Task directions:
In the entries below, identify every line with the string "RecordedSpan" and copy it.

>>>

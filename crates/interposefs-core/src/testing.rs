// Copyright 2025 Schelling Point Labs Inc
// SPDX-License-Identifier: AGPL-3.0-only

//! Test support: a telemetry provider that records spans, events and
//! instrument updates so tests can assert on what the layers emitted.

use std::sync::{Arc, Mutex};
use std::time::Instant;

use crate::telemetry::{AttrValue, Counter, Histogram, Span, TelemetryProvider};

#[derive(Clone, Debug)]
pub struct RecordedEvent {
    pub name: String,
    pub attrs: Vec<(String, AttrValue)>,
}

#[derive(Clone, Debug)]
pub struct RecordedSpan {
    pub name: String,
    pub attrs: Vec<(String, AttrValue)>,
    pub events: Vec<RecordedEvent>,
    pub started: Instant,
    pub ended: Option<Instant>,
}

#[derive(Default)]
struct Recorded {
    spans: Vec<RecordedSpan>,
    counters: Vec<(String, u64)>,
    histograms: Vec<(String, f64)>,
}

/// Telemetry provider whose entire output can be inspected afterwards.
#[derive(Clone, Default)]
pub struct RecordingTelemetry {
    recorded: Arc<Mutex<Recorded>>,
}

impl RecordingTelemetry {
    pub fn new() -> Self {
        Self::default()
    }

    pub fn spans(&self) -> Vec<RecordedSpan> {
        self.recorded.lock().unwrap().spans.clone()
    }

    /// All events across all spans, in emission order.
    pub fn events(&self) -> Vec<RecordedEvent> {
        self.recorded
            .lock()
            .unwrap()
            .spans
            .iter()
            .flat_map(|s| s.events.iter().cloned())
            .collect()
    }

    pub fn counter_total(&self, name: &str) -> u64 {
        self.recorded
            .lock()
            .unwrap()
            .counters
            .iter()
            .filter(|(n, _)| n == name)
            .map(|(_, v)| v)
            .sum()
    }

    pub fn histogram_samples(&self, name: &str) -> Vec<f64> {
        self.recorded
            .lock()
            .unwrap()
            .histograms
            .iter()
            .filter(|(n, _)| n == name)
            .map(|(_, v)| *v)
            .collect()
    }
}

struct RecordingSpan {
    recorded: Arc<Mutex<Recorded>>,
    index: usize,
    ended: bool,
}

impl Span for RecordingSpan {
    fn set_attribute(&mut self, key: &str, value: AttrValue) {
        let mut recorded = self.recorded.lock().unwrap();
        recorded.spans[self.index]
            .attrs
            .push((key.to_string(), value));
    }

    fn add_event(&mut self, name: &str, attrs: Vec<(String, AttrValue)>) {
        let mut recorded = self.recorded.lock().unwrap();
        recorded.spans[self.index].events.push(RecordedEvent {
            name: name.to_string(),
            attrs,
        });
    }

    fn end(&mut self) {
        if !self.ended {
            self.ended = true;
            let mut recorded = self.recorded.lock().unwrap();
            recorded.spans[self.index].ended = Some(Instant::now());
        }
    }
}

impl Drop for RecordingSpan {
    fn drop(&mut self) {
        self.end();
    }
}

struct RecordingCounter {
    recorded: Arc<Mutex<Recorded>>,
    name: String,
}

impl Counter for RecordingCounter {
    fn add(&self, value: u64) {
        self.recorded
            .lock()
            .unwrap()
            .counters
            .push((self.name.clone(), value));
    }
}

struct RecordingHistogram {
    recorded: Arc<Mutex<Recorded>>,
    name: String,
}

impl Histogram for RecordingHistogram {
    fn record(&self, value: f64) {
        self.recorded
            .lock()
            .unwrap()
            .histograms
            .push((self.name.clone(), value));
    }
}

impl TelemetryProvider for RecordingTelemetry {
    fn start_span(&self, name: &str) -> Box<dyn Span> {
        let mut recorded = self.recorded.lock().unwrap();
        let index = recorded.spans.len();
        recorded.spans.push(RecordedSpan {
            name: name.to_string(),
            attrs: Vec::new(),
            events: Vec::new(),
            started: Instant::now(),
            ended: None,
        });
        Box::new(RecordingSpan {
            recorded: Arc::clone(&self.recorded),
            index,
            ended: false,
        })
    }

    fn counter(&self, name: &str) -> Arc<dyn Counter> {
        Arc::new(RecordingCounter {
            recorded: Arc::clone(&self.recorded),
            name: name.to_string(),
        })
    }

    fn histogram(&self, name: &str) -> Arc<dyn Histogram> {
        Arc::new(RecordingHistogram {
            recorded: Arc::clone(&self.recorded),
            name: name.to_string(),
        })
    }
}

<<<

Expected output:
pub struct RecordedSpan {
    spans: Vec<RecordedSpan>,
    pub fn spans(&self) -> Vec<RecordedSpan> {
        recorded.spans.push(RecordedSpan {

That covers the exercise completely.